Given recent publicity about Lithium batteries blowing Petzl LEDs, I might eventually look for a headlight with a current regulator that doesn't represent such a challenge to my hands! I wonder if Petzl employs a female product tester.
Silicon Solar array
In bright sunlight, this worked quite well, slung on top of my rolled up sleep mat with a good view of the sky. It did quite well keeping my phone and camera batteries going until I changed GPS loggers to a model that requires recharging rather than external AA batteries, and then the array didn't supply enough current for everything.
The good bit is that the cells are flexible, almost indestructible and very light, and also reasonably affordable. However a solar cell doesn't spend much of its time looking directly at bright sun. Most of the time, you're in a wood, or there is a cloud in the way, or you are walking towards the sun while the array is on your backpack. For all these reasons, a reliable solution needs to have many more cells with a voltage and current regulator, so it can charge more of the time, but won't overcharge your equipment. This sounds expensive, so sadly, the most practical choice is probably alkaline batteries - and hanging onto them until one finds a shop that can recycle them.
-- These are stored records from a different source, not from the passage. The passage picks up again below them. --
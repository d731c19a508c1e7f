//! Gateway config loader (strict parsing).

pub mod schema;

use std::fs;

use docshield_core::error::{DocShieldError, Result};

pub use schema::{CsrfSection, FeatureFlags, GatewayConfig, GatewaySection, StoreSection};

pub fn load_from_file(path: &str) -> Result<GatewayConfig> {
    let s = fs::read_to_string(path)
        .map_err(|e| DocShieldError::Internal(format!("read config failed: {e}")))?;
    load_from_str(&s)
}

pub fn load_from_str(s: &str) -> Result<GatewayConfig> {
    let cfg: GatewayConfig = serde_yaml::from_str(s)
        .map_err(|e| DocShieldError::BadRequest(format!("invalid yaml: {e}")))?;
    cfg.validate()?;
    Ok(cfg)
}
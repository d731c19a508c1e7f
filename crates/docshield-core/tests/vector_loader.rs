//! JSON test vector loader shared by redaction/CSRF tests.

#![allow(clippy::unwrap_used)]
#![allow(clippy::expect_used)]
#![allow(clippy::panic)]
#![allow(dead_code)]

use std::fs;

use serde::de::DeserializeOwned;
use serde::Deserialize;
use serde_json::Value;

/// Reads `tests/vectors/{name}` into any vector shape.
pub fn load<T: DeserializeOwned>(name: &str) -> T {
    let s = fs::read_to_string(format!("tests/vectors/{name}")).unwrap();
    serde_json::from_str(&s).unwrap_or_else(|e| panic!("bad vector file {name}: {e}"))
}

/// One redaction case: apply `entity`'s policy as an actor holding `capabilities`.
#[derive(Debug, Deserialize)]
pub struct RedactionVector {
    pub description: String,
    pub entity: String,
    #[serde(default)]
    pub capabilities: Vec<String>,
    pub input: Value,
    pub expect: Value,
}

/// One CSRF case.
#[derive(Debug, Deserialize)]
pub struct CsrfVector {
    pub description: String,
    pub method: String,
    #[serde(default)]
    pub referer: Option<String>,
    pub base_url: String,
    #[serde(default)]
    pub expect_error: Option<ExpectError>,
}

#[derive(Debug, Deserialize)]
pub struct ExpectError {
    pub code: String,
    #[serde(default)]
    pub message: Option<String>,
}
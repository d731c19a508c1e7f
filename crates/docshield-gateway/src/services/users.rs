use axum::{
    extract::{Path, State},
    Json,
};
use serde::Serialize;

use docshield_core::actor::has_groups_and_sharing;
use docshield_core::capabilities::MANAGE_USERS;
use docshield_core::document::Document;
use docshield_core::error::DocShieldError;
use docshield_core::redaction::{clean_users, Entity};

use crate::app_state::AppState;
use crate::context::Caller;
use crate::error::ApiResult;
use crate::store::{by_id, get_or_404};

/// The caller's own account, as the user policy lets them see it.
#[derive(Debug, Serialize)]
pub struct Profile {
    pub user: Document,
    /// Whether the user has groups and default sharing targets to submit with.
    pub sharing_configured: bool,
}

/// `GET /v1/users` (requires `manage_users`).
pub async fn list(State(state): State<AppState>, caller: Caller) -> ApiResult<Json<Vec<Document>>> {
    let users = state.guards(Some(MANAGE_USERS)).run(&caller.ctx, |ctx| {
        let all = state.store().find(Entity::User.collection(), &Document::new());
        Ok(clean_users(all, ctx.actor()))
    })?;
    Ok(Json(users))
}

/// `GET /v1/users/:id`
pub async fn get_one(
    State(state): State<AppState>,
    caller: Caller,
    Path(id): Path<String>,
) -> ApiResult<Json<Document>> {
    let user = state.guards(None).run(&caller.ctx, |ctx| {
        let user = get_or_404(state.store(), Entity::User.collection(), &id)?;
        Ok(clean_users(user, ctx.actor()))
    })?;
    Ok(Json(user))
}

/// `GET /v1/me` (authenticated callers only).
pub async fn me(State(state): State<AppState>, caller: Caller) -> ApiResult<Json<Profile>> {
    let profile = state.guards(None).run(&caller.ctx, |ctx| {
        let id = caller.user_id.clone().ok_or(DocShieldError::AuthFailed)?;
        let user = state
            .store()
            .find_one(Entity::User.collection(), &by_id(id))
            .ok_or(DocShieldError::AuthFailed)?;
        Ok(Profile {
            sharing_configured: has_groups_and_sharing(&user),
            user: clean_users(user, ctx.actor()),
        })
    })?;
    Ok(Json(profile))
}
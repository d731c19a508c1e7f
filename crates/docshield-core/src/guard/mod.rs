//! Pre-handler guards (CSRF origin check, capability gate).
//!
//! Guards run synchronously before a handler and short-circuit on failure.
//! Both rejections surface as `DocShieldError::Forbidden` (HTTP 403).

pub mod chain;
pub mod csrf;

pub use chain::{csrf_guard, gate, protected, CsrfCheck, Interceptor, InterceptorChain, RequireCapability};
pub use csrf::{check_csrf, different_origin, is_safe_method, CsrfState, Origin, CSRF_FAILURE, SAFE_METHODS};
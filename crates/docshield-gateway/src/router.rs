//! Axum router wiring.
//!
//! `/healthz` sits outside the CSRF layer; every `/v1` route runs behind it.

use axum::{
    middleware,
    routing::{get, post},
    Router,
};

use crate::{app_state::AppState, ops, services, transport};

pub fn build_router(state: AppState) -> Router {
    let api = Router::new()
        .route("/v1/me", get(services::users::me))
        .route("/v1/users", get(services::users::list))
        .route("/v1/users/:id", get(services::users::get_one))
        .route("/v1/files", get(services::files::list))
        .route("/v1/files/:id", get(services::files::get_one))
        .route("/v1/files/:id/download", get(services::files::download))
        .route("/v1/files/:id/comments", post(services::files::add_comment))
        .route("/v1/modules", get(services::catalog::modules))
        .route("/v1/repositories", get(services::catalog::repositories))
        .route("/v1/analyses/:id", get(services::analyses::get_one))
        .layer(middleware::from_fn_with_state(
            state.clone(),
            transport::csrf::csrf_protect,
        ));

    Router::new()
        .route("/healthz", get(ops::healthz))
        .merge(api)
        .with_state(state)
}
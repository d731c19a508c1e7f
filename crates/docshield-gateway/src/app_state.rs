//! Shared application state for the docshield gateway.
//!
//! Holds the validated config and the document store. Startup errors are
//! returned as `Result` instead of panicking.

use std::sync::Arc;

use docshield_core::actor::{if_enabled, UserActor};
use docshield_core::document::Document;
use docshield_core::error::{DocShieldError, Result};
use docshield_core::guard::{protected, CsrfCheck, InterceptorChain, RequireCapability};
use docshield_core::redaction::Entity;

use crate::config::GatewayConfig;
use crate::store::{DocumentStore, MemoryStore};

#[derive(Clone)]
pub struct AppState {
    inner: Arc<AppStateInner>,
}

struct AppStateInner {
    cfg: GatewayConfig,
    store: Arc<dyn DocumentStore>,
}

impl AppState {
    /// Build application state, seeding the in-memory store when configured.
    pub fn new(cfg: GatewayConfig) -> Result<Self> {
        let store = match &cfg.store.seed_file {
            Some(path) => MemoryStore::load_seed_file(path)?,
            None => {
                tracing::warn!("no store.seed_file configured; starting with an empty store");
                MemoryStore::new()
            }
        };
        Ok(Self::with_store(cfg, Arc::new(store)))
    }

    pub fn with_store(cfg: GatewayConfig, store: Arc<dyn DocumentStore>) -> Self {
        if !cfg.csrf.enabled {
            tracing::warn!("csrf protection disabled by config");
        }
        Self {
            inner: Arc::new(AppStateInner { cfg, store }),
        }
    }

    pub fn cfg(&self) -> &GatewayConfig {
        &self.inner.cfg
    }

    pub fn store(&self) -> &dyn DocumentStore {
        self.inner.store.as_ref()
    }

    pub fn comments_enabled(&self) -> bool {
        self.inner.cfg.features.comments
    }

    pub fn csrf_enabled(&self) -> bool {
        self.inner.cfg.csrf.enabled
    }

    /// Enabled user owning `api_key`, or `AuthFailed`.
    pub fn resolve_api_key(&self, api_key: &str) -> Result<UserActor> {
        let query = Document::new().with("api_key", api_key);
        let user = self.store().find_one(Entity::User.collection(), &query);
        if_enabled(user)
            .map(UserActor::new)
            .ok_or(DocShieldError::AuthFailed)
    }

    /// Root URL a request targeted: `public_base_url`, else `http://{host}/`.
    pub fn base_url(&self, host: Option<&str>) -> String {
        match (&self.inner.cfg.gateway.public_base_url, host) {
            (Some(base), _) => base.clone(),
            (None, Some(host)) => format!("http://{host}/"),
            (None, None) => "http://localhost/".to_string(),
        }
    }

    /// Guards for a handler: CSRF (when enabled) first, then `capability`.
    pub fn guards(&self, capability: Option<&str>) -> InterceptorChain {
        match (self.csrf_enabled(), capability) {
            (true, Some(cap)) => protected(cap),
            (true, None) => InterceptorChain::new().then(CsrfCheck),
            (false, Some(cap)) => InterceptorChain::new().then(RequireCapability::new(cap)),
            (false, None) => InterceptorChain::new(),
        }
    }
}

#[cfg(test)]
mod tests {
    use super::*;
    use crate::config;
    use docshield_core::Actor;
    use serde_json::json;

    fn state(yaml: &str) -> AppState {
        let cfg = config::load_from_str(yaml).unwrap();
        let store = MemoryStore::from_seed(json!({
            "users": [
                {"_id": "u1", "api_key": "k1", "enabled": true, "permissions": ["see_logs"]},
                {"_id": "u2", "api_key": "k2", "enabled": false, "permissions": ["*"]}
            ]
        }))
        .unwrap();
        AppState::with_store(cfg, Arc::new(store))
    }

    #[test]
    fn api_key_resolves_enabled_users_only() {
        let s = state("version: 1\n");
        let alice = s.resolve_api_key("k1").unwrap();
        assert!(alice.has_capability("see_logs"));
        assert!(matches!(s.resolve_api_key("k2"), Err(DocShieldError::AuthFailed)));
        assert!(s.resolve_api_key("nope").is_err());
    }

    #[test]
    fn base_url_prefers_config() {
        let s = state("version: 1\n");
        assert_eq!(s.base_url(Some("h:8080")), "http://h:8080/");
        assert_eq!(s.base_url(None), "http://localhost/");

        let s = state("version: 1\ngateway:\n  public_base_url: \"https://docs.example.com/\"\n");
        assert_eq!(s.base_url(Some("h:8080")), "https://docs.example.com/");
    }

    #[test]
    fn guards_follow_config() {
        let s = state("version: 1\n");
        assert_eq!(s.guards(Some("x")).stage_names(), vec!["csrf", "capability"]);
        assert_eq!(s.guards(None).stage_names(), vec!["csrf"]);

        let s = state("version: 1\ncsrf:\n  enabled: false\n");
        assert_eq!(s.guards(Some("x")).stage_names(), vec!["capability"]);
        assert!(s.guards(None).stage_names().is_empty());
    }
}
//! docshield gateway library entry.
//!
//! This crate wires config, the in-memory store, caller resolution, the CSRF
//! layer and the redacting document handlers into an axum service. It is
//! consumed by the binary (`main.rs`) and by integration tests.

pub mod app_state;
pub mod config;
pub mod context;
pub mod error;
pub mod ops;
pub mod router;
pub mod services;
pub mod store;
pub mod transport;
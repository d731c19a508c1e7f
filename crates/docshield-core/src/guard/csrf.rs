//! Referer-based CSRF check.
//!
//! Unsafe methods (anything but GET/HEAD/OPTIONS/TRACE) must carry a Referer
//! whose origin `(scheme, host, port)` equals the origin of the URL the
//! request was sent to. Safe methods are never checked.
//!
//! Scheme and host are compared after `url` normalisation (lowercased). The
//! port is the one written in the URL, if any: an omitted port and an explicit
//! default port are different, so `https://a.com:443/` and `https://a.com/`
//! do not share an origin.

use url::Url;

use crate::error::{DocShieldError, Result};

/// Fixed description for every CSRF rejection.
pub const CSRF_FAILURE: &str = "Referer check failed.";

/// Methods exempt from the check.
pub const SAFE_METHODS: [&str; 4] = ["GET", "HEAD", "OPTIONS", "TRACE"];

pub fn is_safe_method(method: &str) -> bool {
    SAFE_METHODS.contains(&method)
}

/// The `(scheme, host, port)` triple of a URL.
#[derive(Debug, Clone, PartialEq, Eq)]
pub struct Origin {
    pub scheme: String,
    pub host: Option<String>,
    pub port: Option<u16>,
}

impl Origin {
    /// Parses an absolute URL. Relative or malformed input yields `None`.
    pub fn parse(raw: &str) -> Option<Self> {
        let url = Url::parse(raw).ok()?;
        Some(Self {
            scheme: url.scheme().to_string(),
            host: url.host_str().map(str::to_string),
            port: explicit_port(raw, &url),
        })
    }
}

/// Port as written in the authority. `Url::port` drops a port equal to the
/// scheme default, so an explicit `:443` is recovered from the raw input.
fn explicit_port(raw: &str, url: &Url) -> Option<u16> {
    if let Some(port) = url.port() {
        return Some(port);
    }
    let (_, rest) = raw.trim().split_once("://")?;
    let authority = rest.split(['/', '?', '#']).next()?;
    let host_port = authority.rsplit_once('@').map_or(authority, |(_, hp)| hp);
    let (_, port) = host_port.rsplit_once(':')?;
    port.parse().ok()
}

/// Where a request stands with respect to the CSRF check.
#[derive(Debug, Clone, Copy, PartialEq, Eq, Default)]
pub enum CsrfState {
    #[default]
    Pending,
    Checked,
}

impl CsrfState {
    /// Runs the check unless it already passed. `Checked` on success.
    pub fn advance(self, method: &str, referer: Option<&str>, base_url: &str) -> Result<Self> {
        match self {
            CsrfState::Checked => Ok(CsrfState::Checked),
            CsrfState::Pending => {
                check_csrf(method, referer, base_url)?;
                Ok(CsrfState::Checked)
            }
        }
    }
}

/// Standalone check: `Ok(())` or `Forbidden("Referer check failed.")`.
pub fn check_csrf(method: &str, referer: Option<&str>, base_url: &str) -> Result<()> {
    if is_safe_method(method) {
        return Ok(());
    }

    let Some(referer) = referer else {
        tracing::warn!(%method, "csrf: missing referer");
        return Err(violation());
    };

    if different_origin(referer, base_url) {
        tracing::warn!(%method, %referer, %base_url, "csrf: origin mismatch");
        return Err(violation());
    }

    Ok(())
}

/// True unless both URLs parse to the same origin.
pub fn different_origin(referer: &str, target: &str) -> bool {
    match (Origin::parse(referer), Origin::parse(target)) {
        (Some(a), Some(b)) => a != b,
        _ => true,
    }
}

fn violation() -> DocShieldError {
    DocShieldError::Forbidden(CSRF_FAILURE.to_string())
}
//! Request-scoped inputs for guards and handlers.

use std::fmt;
use std::sync::Arc;

use crate::actor::{Actor, Anonymous};
use crate::guard::csrf::CsrfState;

/// Shared handle to the acting user of one request.
pub type ActorRef = Arc<dyn Actor + Send + Sync>;

/// What guards need to know about a request. Built fresh per request.
#[derive(Clone)]
pub struct RequestContext {
    method: String,
    referer: Option<String>,
    base_url: String,
    actor: ActorRef,
    csrf: CsrfState,
}

impl RequestContext {
    pub fn new(method: impl Into<String>, base_url: impl Into<String>, actor: ActorRef) -> Self {
        Self {
            method: method.into(),
            referer: None,
            base_url: base_url.into(),
            actor,
            csrf: CsrfState::Pending,
        }
    }

    /// Context for an unauthenticated caller.
    pub fn anonymous(method: impl Into<String>, base_url: impl Into<String>) -> Self {
        Self::new(method, base_url, Arc::new(Anonymous))
    }

    #[must_use]
    pub fn with_referer(mut self, referer: Option<String>) -> Self {
        self.referer = referer;
        self
    }

    #[must_use]
    pub fn with_csrf_state(mut self, state: CsrfState) -> Self {
        self.csrf = state;
        self
    }

    pub fn method(&self) -> &str {
        &self.method
    }

    pub fn referer(&self) -> Option<&str> {
        self.referer.as_deref()
    }

    /// Root URL the request targeted, e.g. `https://docs.example.com/`.
    pub fn base_url(&self) -> &str {
        &self.base_url
    }

    pub fn actor(&self) -> &(dyn Actor + Send + Sync) {
        self.actor.as_ref()
    }

    pub fn actor_ref(&self) -> ActorRef {
        Arc::clone(&self.actor)
    }

    pub fn csrf_state(&self) -> CsrfState {
        self.csrf
    }
}

impl fmt::Debug for RequestContext {
    fn fmt(&self, f: &mut fmt::Formatter<'_>) -> fmt::Result {
        f.debug_struct("RequestContext")
            .field("method", &self.method)
            .field("referer", &self.referer)
            .field("base_url", &self.base_url)
            .field("csrf", &self.csrf)
            .finish_non_exhaustive()
    }
}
If you are looking for a solar arry, note that the packaged arrays (Silva etc) are quite heavy, so this is one area where you can easily save weight.
To gather GPS tracks for my guidebooks, I looked for a sensitive, reliable GPS logger with low power requirements. I tried a Sony GPS-CS1 which is simple to use, reliable and uses replaceable AA batteries. It works well with a clear sky, but with a restricted view, its position fixes are less good; which you might expect as it uses an older generation receiver. An AA battery lasts around 10 hours. Unfortunately the stylists got at the Sony, and gave it a triangular section so that it won't lie flat, and a carabiner so that you can clip it in a rucksack side pocket. This is a bit daft, as the Sony needs a good sky view on top of your sack given its less sensitive receiver.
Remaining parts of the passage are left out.